A reunião também destacou o papel do Núcleo de Acesso ao Crédito (NAC) como elo entre as oportunidades disponíveis e os empresários. A proposta é ampliar o fluxo de informações qualificadas sobre linhas do Sebrae e de instituições financeiras, agregando valor à atuação sindical e facilitando a tomada de decisão por parte das indústrias.

 

Como ferramenta de modernização, foi apresentado o NAC BOT, sistema de inteligência artificial que permite ao industrial identificar, de forma rápida, a linha de financiamento mais adequada ao seu perfil.
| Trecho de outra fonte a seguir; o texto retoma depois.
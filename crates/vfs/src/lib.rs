//! 内核虚拟文件系统层
//!
//! 此 crate 把多个挂载的文件系统驱动统一到一个层次化的路径命名空间和
//! 一套文件句柄抽象之下，包括：
//!
//! - [`Vfs`] - 上下文句柄，所有操作都是它的方法
//! - [`Inode`] / [`InodeOps`] - 内存中的文件系统对象及驱动的节点操作
//! - [`Tnode`] - 目录树中的命名边
//! - [`InodeStore`] - 以 `(设备号, 索引)` 为键的 Inode 缓存
//! - [`Mount`] / [`SuperBlock`] / [`FsDriver`] - 挂载树与驱动注册
//! - [`File`] / [`FileOps`] - 文件句柄层
//! - 路径解析引擎与匿名管道
//!
//! # 引用计数
//!
//! Inode 的引用计数等于它的所有者数量：打开的 [`File`] 加上指向它的 [`Tnode`]。
//! Inode Store 的槽位不计入其中。计数只会在 `unlink`/`rmdir`/`close` 中归零，
//! 归零时 Inode 被回收（移出 Inode Store，释放其子缓存），且只回收一次。

#![no_std]

extern crate alloc;

pub mod config;
pub mod dev;
pub mod error;
pub mod impls;

mod dir;
mod file;
mod inode;
mod mount;
mod path;
mod pipe;
mod store;
mod tnode;
mod vfs;

// Re-export error
pub use error::FsError;

// Re-export dev
pub use dev::{major, makedev, minor};

// Re-export inode
pub use inode::{DevId, FileMode, Inode, InodeDesc, InodeId, InodeOps, InodeType};

// Re-export tnode
pub use tnode::{ROOT_NAME, Tnode};

// Re-export store
pub use store::InodeStore;

// Re-export mount
pub use mount::{FsDriver, Mount, MountInfo, SuperBlock};

// Re-export path
pub use path::{check_name, split_path};

// Re-export file
pub use file::{File, FileOps};

// Re-export vfs
pub use vfs::Vfs;

// Re-export uapi types for convenience
pub use uapi::fcntl::{OpenFlags, SeekWhence};
pub use uapi::fs::{Dirent, Stat};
A orientação técnica no acesso ao crédito tem se mostrado mais eficiente do que a simples contratação de recursos sem direcionamento.

 

Outro ponto abordado foi o crescimento do crédito consignado privado digital. Desde sua implementação, em março de 2025, a modalidade registrou aumento de 196%. A legislação passou a permitir que trabalhadores regidos pela CLT contratem empréstimos por meio da Carteira de Trabalho Digital, sem necessidade de convênios individuais entre empresas e bancos, utilizando dados do eSocial e até 10% do saldo do FGTS como garantia. Apesar de oferecer juros mais baixos em comparação a outras modalidades, o aumento do endividamento dos trabalhadores gera preocupação entre empresários, especialmente pelos reflexos no ambiente interno das empresas e na produtividade.

 

O conselho também iniciou as análises sobre os impactos da Reforma Tributária, instituída pela Emenda Constitucional 132/2023, para as indústrias optantes pelo Simples Nacional que atuam no meio da cadeia produtiva. O foco das discussões está na transição para o modelo de Imposto sobre Valor Agregado (IVA) e nos efeitos práticos para a competitividade do setor em Rondônia.

 

Ao final da reunião, Cida Mourão falou sobre a importância da filiação das indústrias aos sindicatos, para que informações estratégicas e oportunidades cheguem de forma estruturada aos empresários, fortalecendo o desenvolvimento industrial no estado.